Dernière mise à jour : 17 avr.

Me voilà à mi-chemin de mon périple vers Saint-Gilles. Déjà six jours que je marche. Un cap symbolique autant que physique, qui teinte cette étape d'une nuance particulière. La motivation ne faiblit pas malgré les ampoules et mes lèvres gercées. Les dénivelés s'adoucissent et la sérénité m'envahit.


Passons sur le repas pseudo-créole de la veille, souvenir anecdotique d'une étape. Génolhac, avec ses deux chiens noirs agressifs m'entourant à la sortie du village, restera gravé dans ma mémoire comme un obstacle franchi.


La Régordane, que j'avais envisagée d'emprunter entièrement, est compliquée. De nouveau, des cailloux, un sentier qui n’a rien d’une voie romaine. Je bifurque vers la départementale.


A l'entrée de Chamborigaud, un obstacle inattendu : le pont a succombé à la furie d'une crue séculaire en octobre 2021. Détour par Pont-de-Rastel, l'occasion de découvrir un vieux pont et une forêt de bambous impressionnante.


Le village, coupé du monde touristique par la disparition du pont, porte les stigmates de l'isolement. Les visages des habitants sont marqués, empreints d'une lassitude que la réunion de crise avec le député la veille n'a sans doute pas dissipée.


Prochaine étape : Portes, où un château-fort domine le col. La Régordane, que je retrouve avec soulagement, me libère du ballet incessant des camions sur la départementale.


La forêt s'ouvre et je proteste intérieurement. Le chemin, labouré par un bulldozer, porte les cicatrices d'un chantier forestier. Les ouvriers s'affairent, coupant les arbres comme on cueille des fleurs.


Des panneaux en pâte à sel accrochés aux arbres attirent mon attention. Des questions d'enfants interpellent le passant : "Qu'est-ce qu'un cadeau ?", "Qu'est-ce qui rend heureux ?", "Peut-on vivre seul ?", "C'est quoi, un ami ?". Des interrogations fondamentales qui me font oublier les aspérités du terrain.

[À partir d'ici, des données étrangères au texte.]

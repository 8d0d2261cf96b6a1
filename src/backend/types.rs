//! Request and configuration types exchanged with the backend

use serde::{Deserialize, Serialize};

/// One page of one query, as sent to the backend
#[derive(Debug, Clone, PartialEq, Eq, Serialize, Deserialize)]
pub struct PageRequest {
    pub query: String,
    /// Zero-based
    pub page: u32,
    pub size: u32,
    /// JSON snapshot of the exclusions at request time, omitted when empty
    #[serde(default, skip_serializing_if = "Option::is_none")]
    pub excluded_filters: Option<String>,
}

impl PageRequest {
    #[must_use]
    pub fn new(query: impl Into<String>, page: u32, size: u32) -> Self {
        Self {
            query: query.into(),
            page,
            size,
            excluded_filters: None,
        }
    }

    #[must_use]
    pub fn with_excluded_filters(mut self, json: Option<String>) -> Self {
        self.excluded_filters = json;
        self
    }

    /// Query pairs in the order the backend documents them
    pub fn query_pairs(&self) -> Vec<(&'static str, String)> {
        let mut pairs = vec![
            ("q", self.query.clone()),
            ("page", self.page.to_string()),
            ("size", self.size.to_string()),
        ];
        if let Some(json) = &self.excluded_filters {
            pairs.push(("excludedFilters", json.clone()));
        }
        pairs
    }
}

/// Response of the remote configuration endpoint
#[derive(Debug, Clone, Copy, Default, PartialEq, Eq, Serialize, Deserialize)]
#[serde(rename_all = "camelCase")]
pub struct RemoteConfig {
    #[serde(default)]
    pub default_page_size: Option<u32>,
    /// Highest result offset the backend will serve
    #[serde(default)]
    pub max_results_limit: Option<u32>,
}
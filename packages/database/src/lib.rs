#![cfg_attr(feature = "fail-on-warnings", deny(warnings))]
#![warn(clippy::all, clippy::pedantic, clippy::nursery, clippy::cargo)]
#![allow(clippy::multiple_crate_versions)]

//! `PostGIS` store for pre-joined parking reference data.
//!
//! Uses `switchy_database` raw queries with `PostGIS` functions for the
//! nearest-bay search and `IN ($1, ...)` batches for attribute lookups, and
//! `switchy_schema` for embedded SQL migrations.

pub mod db;
pub mod queries;

use include_dir::{Dir, include_dir};
use parking_finder_source::SourceError;
use switchy_database::Database;
use switchy_schema::discovery::embedded::EmbeddedMigrationSource;
use switchy_schema::runner::MigrationRunner;

pub use queries::PostgisSource;

/// Embedded SQL migrations from the `migrations/` directory.
static MIGRATIONS_DIR: Dir<'_> = include_dir!("$CARGO_MANIFEST_DIR/../../migrations");

/// Errors that can occur during database operations.
#[derive(Debug, thiserror::Error)]
pub enum DbError {
    /// Database query error.
    #[error("Database error: {0}")]
    Database(#[from] switchy_database::DatabaseError),

    /// Migration error.
    #[error("Migration error: {0}")]
    Migration(#[from] switchy_schema::MigrationError),

    /// Connection setup error.
    #[error("Connection error: {message}")]
    Connection {
        /// Description of what went wrong.
        message: String,
    },

    /// Data conversion error.
    #[error("Data conversion error: {message}")]
    Conversion {
        /// Description of what went wrong.
        message: String,
    },
}

impl From<DbError> for SourceError {
    fn from(e: DbError) -> Self {
        Self::Upstream {
            message: e.to_string(),
        }
    }
}

/// Runs all pending database migrations.
///
/// # Errors
///
/// Returns [`DbError`] if any migration fails to apply.
pub async fn run_migrations(db: &dyn Database) -> Result<(), DbError> {
    let source = EmbeddedMigrationSource::new(&MIGRATIONS_DIR);
    let runner = MigrationRunner::new(Box::new(source));
    runner.run(db).await?;
    log::info!("Database migrations completed successfully");
    Ok(())
}
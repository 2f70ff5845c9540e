//! In-memory source backed by a pre-joined bay index.
//!
//! Bays come from a `GeoJSON` file loaded into a [`BayIndex`]. Segment
//! links, restrictions, and live readings are optional JSON files holding
//! arrays of records in the same shape the open data exports return, so a
//! snapshot downloaded from the API can be served offline.

use std::collections::{BTreeMap, BTreeSet};
use std::path::{Path, PathBuf};

use async_trait::async_trait;
use chrono::{DateTime, Utc};
use parking_finder_parking_models::{
    BayId, Candidate, LiveStatus, OccupancyState, Restriction, SegmentId, ZoneNumber,
};
use parking_finder_spatial::{BayIndex, haversine_meters};
use serde::Deserialize;

use crate::open_data::{
    live_status_from_record, restrictions_from_records, segment_zones_from_records,
};
use crate::{
    AttributeSource, CandidateSource, LiveQuery, LiveStatusSource, NearbyQuery, SourceError,
};

/// Files backing a [`MemorySource`].
#[derive(Debug, Clone, PartialEq, Eq, Deserialize)]
pub struct MemorySourceConfig {
    /// `GeoJSON` `FeatureCollection` of bay points.
    pub bays_path: PathBuf,
    /// JSON array of `{segment_id, parkingzone}` records.
    #[serde(default)]
    pub segment_zones_path: Option<PathBuf>,
    /// JSON array of sign plate records keyed by `parkingzone`.
    #[serde(default)]
    pub restrictions_path: Option<PathBuf>,
    /// JSON array of sensor records.
    ///
    /// A snapshot does not age: freshness is measured against its newest
    /// reading rather than the wall clock.
    #[serde(default)]
    pub live_path: Option<PathBuf>,
}

/// Serves every source capability from memory.
pub struct MemorySource {
    index: BayIndex,
    descriptions: BTreeMap<BayId, String>,
    segment_zones: BTreeMap<SegmentId, Vec<ZoneNumber>>,
    restrictions: BTreeMap<ZoneNumber, Vec<Restriction>>,
    live: Vec<LiveStatus>,
    snapshot_at: Option<DateTime<Utc>>,
}

impl MemorySource {
    /// Builds a source from an index and attribute tables.
    ///
    /// Descriptions are taken from the indexed bays themselves.
    #[must_use]
    pub fn new(
        index: BayIndex,
        segment_zones: BTreeMap<SegmentId, Vec<ZoneNumber>>,
        restrictions: BTreeMap<ZoneNumber, Vec<Restriction>>,
        live: Vec<LiveStatus>,
    ) -> Self {
        let descriptions = index
            .iter()
            .filter_map(|candidate| {
                candidate
                    .bay_id
                    .clone()
                    .map(|id| (id, candidate.description.clone()))
            })
            .collect();

        Self {
            index,
            descriptions,
            segment_zones,
            restrictions,
            live,
            snapshot_at: None,
        }
    }

    /// Loads every configured file.
    ///
    /// # Errors
    ///
    /// Returns [`SourceError`] if a file cannot be read or parsed.
    pub fn from_files(config: &MemorySourceConfig) -> Result<Self, SourceError> {
        let bays = std::fs::read_to_string(&config.bays_path)?;
        let index = BayIndex::from_geojson(&bays)?;

        let segment_zones = match &config.segment_zones_path {
            Some(path) => segment_zones_from_records(&read_records(path)?),
            None => BTreeMap::new(),
        };
        let restrictions = match &config.restrictions_path {
            Some(path) => restrictions_from_records(read_records(path)?),
            None => BTreeMap::new(),
        };
        let live: Vec<LiveStatus> = match &config.live_path {
            Some(path) => read_records(path)?
                .iter()
                .filter_map(live_status_from_record)
                .collect(),
            None => Vec::new(),
        };

        log::info!(
            "Memory source ready: {} bays, {} segment links, {} zones with restrictions, {} live readings",
            index.len(),
            segment_zones.len(),
            restrictions.len(),
            live.len()
        );

        let snapshot_at = live.iter().map(|status| status.last_updated).max();
        Ok(Self {
            snapshot_at,
            ..Self::new(index, segment_zones, restrictions, live)
        })
    }

    /// Live readings matching `query`, evaluated at `now`.
    fn live_at(&self, query: &LiveQuery, now: DateTime<Utc>) -> Vec<LiveStatus> {
        let freshness = chrono::Duration::from_std(query.freshness)
            .unwrap_or_else(|_| chrono::Duration::zero());
        let oldest = now - freshness;

        let mut hits: Vec<(f64, &LiveStatus)> = self
            .live
            .iter()
            .filter(|status| status.last_updated > oldest)
            .filter(|status| !query.unoccupied_only || status.state == OccupancyState::Unoccupied)
            .filter_map(|status| {
                let distance = haversine_meters(query.center, status.location?);
                (distance <= query.radius_m).then_some((distance, status))
            })
            .collect();

        hits.sort_by(|a, b| a.0.total_cmp(&b.0));
        hits.truncate(query.limit);
        hits.into_iter().map(|(_, status)| status.clone()).collect()
    }
}

fn read_records(path: &Path) -> Result<Vec<serde_json::Value>, SourceError> {
    let text = std::fs::read_to_string(path)?;
    match serde_json::from_str(&text)? {
        serde_json::Value::Array(records) => Ok(records),
        _ => Err(SourceError::Response {
            message: format!("{} is not a JSON array", path.display()),
        }),
    }
}

fn select<K: Ord + Clone, V: Clone>(table: &BTreeMap<K, V>, keys: &BTreeSet<K>) -> BTreeMap<K, V> {
    keys.iter()
        .filter_map(|key| table.get(key).map(|value| (key.clone(), value.clone())))
        .collect()
}

#[async_trait]
impl CandidateSource for MemorySource {
    fn name(&self) -> &str {
        "memory"
    }

    async fn nearest_candidates(&self, query: &NearbyQuery) -> Result<Vec<Candidate>, SourceError> {
        Ok(self
            .index
            .nearest(query.center, query.limit, query.radius_m)
            .into_iter()
            .map(|(_, candidate)| candidate.clone())
            .collect())
    }
}

#[async_trait]
impl AttributeSource for MemorySource {
    fn name(&self) -> &str {
        "memory"
    }

    async fn descriptions(
        &self,
        bays: &BTreeSet<BayId>,
    ) -> Result<BTreeMap<BayId, String>, SourceError> {
        Ok(select(&self.descriptions, bays))
    }

    async fn segment_zones(
        &self,
        segments: &BTreeSet<SegmentId>,
    ) -> Result<BTreeMap<SegmentId, Vec<ZoneNumber>>, SourceError> {
        Ok(select(&self.segment_zones, segments))
    }

    async fn restrictions(
        &self,
        zones: &BTreeSet<ZoneNumber>,
    ) -> Result<BTreeMap<ZoneNumber, Vec<Restriction>>, SourceError> {
        Ok(select(&self.restrictions, zones))
    }
}

#[async_trait]
impl LiveStatusSource for MemorySource {
    fn name(&self) -> &str {
        "memory"
    }

    async fn live_statuses(&self, query: &LiveQuery) -> Result<Vec<LiveStatus>, SourceError> {
        Ok(self.live_at(query, self.snapshot_at.unwrap_or_else(Utc::now)))
    }
}
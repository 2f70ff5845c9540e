//! HTTP retry helper for transient errors.
//!
//! Fetchers call [`send_json`] instead of `reqwest::RequestBuilder::send()`
//! directly, so every request gets a bounded number of retries with
//! exponential backoff for transient failures (timeouts, connection
//! resets, server errors, rate limiting). The per-attempt timeout comes
//! from the `reqwest::Client` the request is built on.
//!
//! ```ignore
//! let body = retry::send_json(|| client.get(&url).query(&params), &policy).await?;
//! ```

use std::time::Duration;

use crate::SourceError;

/// Maximum length of the response body preview included in error logs.
const BODY_PREVIEW_LEN: usize = 300;

/// How many times to retry and how long to wait in between.
#[derive(Debug, Clone, Copy, PartialEq, Eq)]
pub struct RetryPolicy {
    /// Retries after the first attempt.
    pub max_retries: u32,
    /// Delay before the first retry; doubles on every further retry.
    pub base_delay: Duration,
}

impl Default for RetryPolicy {
    fn default() -> Self {
        Self {
            max_retries: 2,
            base_delay: Duration::from_millis(250),
        }
    }
}

impl RetryPolicy {
    /// Delay before retry number `attempt` (1-based).
    #[must_use]
    pub fn delay_for(&self, attempt: u32) -> Duration {
        self.base_delay
            .saturating_mul(1u32 << attempt.saturating_sub(1).min(16))
    }
}

/// Sends an HTTP request and parses the response body as JSON.
///
/// The `build_request` closure is called on each attempt to construct a
/// fresh [`reqwest::RequestBuilder`] (since builders are consumed by
/// `.send()`).
///
/// Retries on connection errors, timeouts, HTTP 429, and HTTP 5xx. Does
/// **not** retry other HTTP 4xx responses or unparseable bodies.
///
/// # Errors
///
/// Returns [`SourceError`] if the request fails after all retries, the
/// server returns a non-retryable status code, or the body is not JSON.
#[allow(clippy::future_not_send)]
pub async fn send_json<F>(build_request: F, policy: &RetryPolicy) -> Result<serde_json::Value, SourceError>
where
    F: Fn() -> reqwest::RequestBuilder,
{
    let response = send_inner(&build_request, policy).await?;
    let url = response.url().to_string();
    let status = response.status();
    let text = response.text().await?;

    serde_json::from_str(&text).map_err(|e| {
        let preview: String = text.chars().take(BODY_PREVIEW_LEN).collect();
        log::error!(
            "JSON parse failed\n  \
             url: {url}\n  \
             status: {status}\n  \
             received: {} bytes\n  \
             parse error: {e}\n  \
             body preview: {preview}",
            text.len(),
        );
        SourceError::Json(e)
    })
}

/// Core retry loop. Returns the successful [`reqwest::Response`].
#[allow(clippy::future_not_send)]
async fn send_inner<F>(
    build_request: &F,
    policy: &RetryPolicy,
) -> Result<reqwest::Response, SourceError>
where
    F: Fn() -> reqwest::RequestBuilder,
{
    let max_retries = policy.max_retries;
    let mut last_error: Option<SourceError> = None;

    for attempt in 0..=max_retries {
        if attempt > 0 {
            let delay = policy.delay_for(attempt);
            log::warn!("  retry {attempt}/{max_retries} in {delay:?}...");
            tokio::time::sleep(delay).await;
        }

        match build_request().send().await {
            Err(e) => {
                if is_transient(&e) && attempt < max_retries {
                    log::warn!("  transient error: {e}");
                    last_error = Some(SourceError::Http(e));
                    continue;
                }
                return Err(SourceError::Http(e));
            }
            Ok(response) => {
                let status = response.status();

                if status == reqwest::StatusCode::TOO_MANY_REQUESTS || status.is_server_error() {
                    if attempt < max_retries {
                        log::warn!("  HTTP {status} from {}", response.url());
                        last_error = Some(SourceError::Upstream {
                            message: format!("HTTP {status}"),
                        });
                        continue;
                    }
                    return Err(SourceError::Upstream {
                        message: format!("HTTP {status} after {max_retries} retries"),
                    });
                }

                if status.is_client_error() {
                    return Err(SourceError::Upstream {
                        message: format!("HTTP {status}"),
                    });
                }

                return Ok(response);
            }
        }
    }

    Err(last_error.unwrap_or_else(|| SourceError::Upstream {
        message: "request failed after all retries".to_string(),
    }))
}

/// Returns `true` if the error is likely transient and worth retrying.
fn is_transient(e: &reqwest::Error) -> bool {
    e.is_timeout() || e.is_connect() || e.is_body() || e.is_request()
}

Ces mots, apparaissant au gré des virages ainsi que d'autres œuvres enfantines - des oiseaux, de coccinelles, d'escargots et de galets portant des prénoms -, me touchent en plein cœur. Un message simple et puissant, qui me rappelle que le bonheur se niche parfois dans les petits riens.


A Laval-Pradel, je cherche un endroit sûr pour planter ma tente. Une conversation avec la patronne d’un restaurant où je m'étais arrêtée et écoutée par une jeune femme arrivée en même temps que moi. Quelques minutes plus tard, la patronne , me tend le téléphone. C’est la jeune femme, S., - qui travaille au restaurant et est repartie chez elle. Qui propose spontanément de planter ma tente dans son jardin. Mais le destin réserve mieux encore : S. m'invite à loger dans son rez-de-chaussée !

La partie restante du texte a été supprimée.